*** Opening MATERIAL SHOWN ***

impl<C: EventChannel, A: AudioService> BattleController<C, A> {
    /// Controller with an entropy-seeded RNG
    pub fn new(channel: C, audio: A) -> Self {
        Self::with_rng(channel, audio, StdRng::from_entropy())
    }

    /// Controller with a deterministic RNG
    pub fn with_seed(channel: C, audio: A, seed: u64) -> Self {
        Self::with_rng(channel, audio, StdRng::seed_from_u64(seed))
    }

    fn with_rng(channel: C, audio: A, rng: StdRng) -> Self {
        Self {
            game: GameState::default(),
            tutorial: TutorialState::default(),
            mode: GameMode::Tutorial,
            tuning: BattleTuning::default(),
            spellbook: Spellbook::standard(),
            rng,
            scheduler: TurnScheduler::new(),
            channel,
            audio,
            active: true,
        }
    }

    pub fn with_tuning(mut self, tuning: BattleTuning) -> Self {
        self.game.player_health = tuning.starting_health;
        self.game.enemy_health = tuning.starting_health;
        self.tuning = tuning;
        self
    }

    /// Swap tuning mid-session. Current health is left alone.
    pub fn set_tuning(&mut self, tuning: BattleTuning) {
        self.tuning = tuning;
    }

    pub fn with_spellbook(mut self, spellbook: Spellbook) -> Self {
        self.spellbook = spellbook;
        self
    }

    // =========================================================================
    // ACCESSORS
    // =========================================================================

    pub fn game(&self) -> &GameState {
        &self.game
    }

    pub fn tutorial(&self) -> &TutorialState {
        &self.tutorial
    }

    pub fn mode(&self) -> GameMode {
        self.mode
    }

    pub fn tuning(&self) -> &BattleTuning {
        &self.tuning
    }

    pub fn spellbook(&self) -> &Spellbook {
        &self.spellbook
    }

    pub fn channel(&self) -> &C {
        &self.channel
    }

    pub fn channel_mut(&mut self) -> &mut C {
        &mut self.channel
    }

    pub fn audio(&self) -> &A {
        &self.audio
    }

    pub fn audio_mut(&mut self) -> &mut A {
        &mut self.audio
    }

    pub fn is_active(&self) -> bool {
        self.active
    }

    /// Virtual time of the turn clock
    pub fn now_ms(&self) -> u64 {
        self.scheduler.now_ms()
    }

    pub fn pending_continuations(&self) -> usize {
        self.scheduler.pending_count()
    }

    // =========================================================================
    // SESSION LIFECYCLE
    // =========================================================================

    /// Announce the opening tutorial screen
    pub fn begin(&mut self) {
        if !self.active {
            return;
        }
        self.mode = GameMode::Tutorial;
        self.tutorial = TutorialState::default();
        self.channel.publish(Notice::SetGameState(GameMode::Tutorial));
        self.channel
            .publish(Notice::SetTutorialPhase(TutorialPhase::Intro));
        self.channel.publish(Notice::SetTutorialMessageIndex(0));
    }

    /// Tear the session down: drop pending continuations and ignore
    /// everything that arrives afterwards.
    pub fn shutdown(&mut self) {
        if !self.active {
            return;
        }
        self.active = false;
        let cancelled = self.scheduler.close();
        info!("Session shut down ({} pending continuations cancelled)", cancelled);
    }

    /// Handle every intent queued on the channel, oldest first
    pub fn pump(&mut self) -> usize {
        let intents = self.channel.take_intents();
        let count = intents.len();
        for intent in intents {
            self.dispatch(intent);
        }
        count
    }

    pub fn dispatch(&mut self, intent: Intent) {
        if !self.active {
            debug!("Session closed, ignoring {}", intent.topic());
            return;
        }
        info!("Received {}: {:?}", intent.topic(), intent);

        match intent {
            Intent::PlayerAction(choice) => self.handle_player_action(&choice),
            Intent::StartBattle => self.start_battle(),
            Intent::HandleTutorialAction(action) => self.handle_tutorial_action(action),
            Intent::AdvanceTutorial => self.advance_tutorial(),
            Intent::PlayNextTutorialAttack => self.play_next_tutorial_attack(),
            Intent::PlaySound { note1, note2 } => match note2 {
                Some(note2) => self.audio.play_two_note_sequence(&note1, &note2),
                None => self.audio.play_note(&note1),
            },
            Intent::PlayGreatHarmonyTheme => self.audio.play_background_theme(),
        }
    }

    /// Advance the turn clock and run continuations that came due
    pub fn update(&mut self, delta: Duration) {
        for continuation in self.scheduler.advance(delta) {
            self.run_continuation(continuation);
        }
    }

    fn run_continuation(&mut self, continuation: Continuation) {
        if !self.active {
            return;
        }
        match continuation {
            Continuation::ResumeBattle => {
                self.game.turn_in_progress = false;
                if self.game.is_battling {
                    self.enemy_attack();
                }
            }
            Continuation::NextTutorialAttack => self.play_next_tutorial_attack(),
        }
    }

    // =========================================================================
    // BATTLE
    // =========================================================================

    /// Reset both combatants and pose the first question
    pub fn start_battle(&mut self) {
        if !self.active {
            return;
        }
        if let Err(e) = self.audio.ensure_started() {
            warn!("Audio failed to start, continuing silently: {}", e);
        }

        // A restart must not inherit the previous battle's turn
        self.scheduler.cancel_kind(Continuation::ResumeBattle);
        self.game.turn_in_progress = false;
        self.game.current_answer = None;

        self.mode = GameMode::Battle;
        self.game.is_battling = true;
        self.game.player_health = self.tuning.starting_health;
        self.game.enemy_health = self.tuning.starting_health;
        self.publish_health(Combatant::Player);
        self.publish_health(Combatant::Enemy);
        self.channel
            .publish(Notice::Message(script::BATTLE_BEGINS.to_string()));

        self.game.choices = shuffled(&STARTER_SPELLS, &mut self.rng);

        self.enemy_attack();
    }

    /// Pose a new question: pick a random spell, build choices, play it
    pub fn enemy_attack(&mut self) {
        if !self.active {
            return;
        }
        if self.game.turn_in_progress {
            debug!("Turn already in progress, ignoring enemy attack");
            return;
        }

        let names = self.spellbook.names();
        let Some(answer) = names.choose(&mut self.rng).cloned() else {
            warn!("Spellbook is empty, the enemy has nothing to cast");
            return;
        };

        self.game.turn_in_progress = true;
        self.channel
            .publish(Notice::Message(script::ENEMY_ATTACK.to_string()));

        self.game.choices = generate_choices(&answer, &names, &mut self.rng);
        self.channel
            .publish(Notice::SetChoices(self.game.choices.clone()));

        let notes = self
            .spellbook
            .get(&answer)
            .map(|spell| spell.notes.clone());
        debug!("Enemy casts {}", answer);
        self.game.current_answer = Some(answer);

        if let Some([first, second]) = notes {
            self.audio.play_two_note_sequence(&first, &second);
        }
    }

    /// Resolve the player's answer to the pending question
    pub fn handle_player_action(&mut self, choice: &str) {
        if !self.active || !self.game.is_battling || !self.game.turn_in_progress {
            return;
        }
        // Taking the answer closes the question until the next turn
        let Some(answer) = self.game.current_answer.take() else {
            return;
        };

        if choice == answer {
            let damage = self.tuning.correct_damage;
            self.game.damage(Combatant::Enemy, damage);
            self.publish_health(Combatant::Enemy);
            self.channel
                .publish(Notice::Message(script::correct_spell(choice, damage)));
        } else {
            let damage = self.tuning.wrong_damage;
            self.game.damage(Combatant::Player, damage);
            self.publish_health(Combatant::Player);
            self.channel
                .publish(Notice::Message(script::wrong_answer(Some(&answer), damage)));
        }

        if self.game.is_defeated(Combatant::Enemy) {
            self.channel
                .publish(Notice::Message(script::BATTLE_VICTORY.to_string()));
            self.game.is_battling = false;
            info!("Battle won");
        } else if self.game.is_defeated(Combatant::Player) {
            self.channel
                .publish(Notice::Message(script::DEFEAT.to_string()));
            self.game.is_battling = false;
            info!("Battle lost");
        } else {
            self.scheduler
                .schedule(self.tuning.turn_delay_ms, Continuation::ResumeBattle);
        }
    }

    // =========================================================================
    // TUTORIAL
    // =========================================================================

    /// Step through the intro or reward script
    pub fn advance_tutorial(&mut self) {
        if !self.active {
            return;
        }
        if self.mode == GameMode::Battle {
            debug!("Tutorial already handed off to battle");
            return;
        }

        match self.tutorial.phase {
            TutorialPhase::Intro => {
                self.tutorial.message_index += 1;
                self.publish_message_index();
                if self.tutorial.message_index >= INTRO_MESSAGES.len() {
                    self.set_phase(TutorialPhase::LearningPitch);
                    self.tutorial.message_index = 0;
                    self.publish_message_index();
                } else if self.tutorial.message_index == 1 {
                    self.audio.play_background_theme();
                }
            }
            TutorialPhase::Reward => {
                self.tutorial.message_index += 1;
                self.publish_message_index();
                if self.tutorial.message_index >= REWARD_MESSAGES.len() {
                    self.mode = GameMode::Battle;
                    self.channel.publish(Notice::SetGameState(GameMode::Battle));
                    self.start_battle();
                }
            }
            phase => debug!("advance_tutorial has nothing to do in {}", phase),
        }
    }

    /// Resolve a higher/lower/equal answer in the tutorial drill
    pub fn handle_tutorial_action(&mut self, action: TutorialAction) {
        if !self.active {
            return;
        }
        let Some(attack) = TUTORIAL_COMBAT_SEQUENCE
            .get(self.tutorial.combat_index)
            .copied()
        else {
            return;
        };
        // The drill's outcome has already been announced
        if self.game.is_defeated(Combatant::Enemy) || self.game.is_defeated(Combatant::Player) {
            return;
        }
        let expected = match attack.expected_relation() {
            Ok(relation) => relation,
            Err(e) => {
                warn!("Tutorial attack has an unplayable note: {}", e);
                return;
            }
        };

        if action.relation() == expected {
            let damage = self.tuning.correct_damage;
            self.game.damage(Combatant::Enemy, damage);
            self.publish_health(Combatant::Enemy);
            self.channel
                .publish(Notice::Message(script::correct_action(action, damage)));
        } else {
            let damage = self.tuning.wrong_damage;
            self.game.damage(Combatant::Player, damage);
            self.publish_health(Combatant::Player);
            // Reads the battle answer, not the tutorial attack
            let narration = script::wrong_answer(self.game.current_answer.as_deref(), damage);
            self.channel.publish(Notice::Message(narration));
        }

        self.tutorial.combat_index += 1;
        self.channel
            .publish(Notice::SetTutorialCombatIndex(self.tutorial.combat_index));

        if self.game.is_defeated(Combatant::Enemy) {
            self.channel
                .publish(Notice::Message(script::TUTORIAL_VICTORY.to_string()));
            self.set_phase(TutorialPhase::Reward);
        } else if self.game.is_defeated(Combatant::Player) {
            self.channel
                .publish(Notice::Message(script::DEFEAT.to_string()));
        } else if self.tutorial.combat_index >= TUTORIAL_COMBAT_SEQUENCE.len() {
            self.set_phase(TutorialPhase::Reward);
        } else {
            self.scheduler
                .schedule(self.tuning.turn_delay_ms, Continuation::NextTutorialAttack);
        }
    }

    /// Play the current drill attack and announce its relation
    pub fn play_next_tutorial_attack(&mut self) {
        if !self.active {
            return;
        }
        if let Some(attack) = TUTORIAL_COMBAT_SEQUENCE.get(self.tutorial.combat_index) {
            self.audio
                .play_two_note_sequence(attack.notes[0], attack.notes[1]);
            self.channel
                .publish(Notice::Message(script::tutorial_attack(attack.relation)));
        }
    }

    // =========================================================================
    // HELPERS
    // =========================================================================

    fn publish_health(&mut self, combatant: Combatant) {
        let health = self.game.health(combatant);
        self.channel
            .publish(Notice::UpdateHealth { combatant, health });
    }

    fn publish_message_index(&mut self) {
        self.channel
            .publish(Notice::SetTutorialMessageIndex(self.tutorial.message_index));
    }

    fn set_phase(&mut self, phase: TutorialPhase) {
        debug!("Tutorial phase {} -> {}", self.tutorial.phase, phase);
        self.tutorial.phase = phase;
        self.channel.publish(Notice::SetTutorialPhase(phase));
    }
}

*** Closing MATERIAL SHOWN ***

The lines to copy are those in the listing that contain "match".

        match intent {
            Intent::PlaySound { note1, note2 } => match note2 {
        match continuation {
        match self.tutorial.phase {
        let expected = match attack.expected_relation() {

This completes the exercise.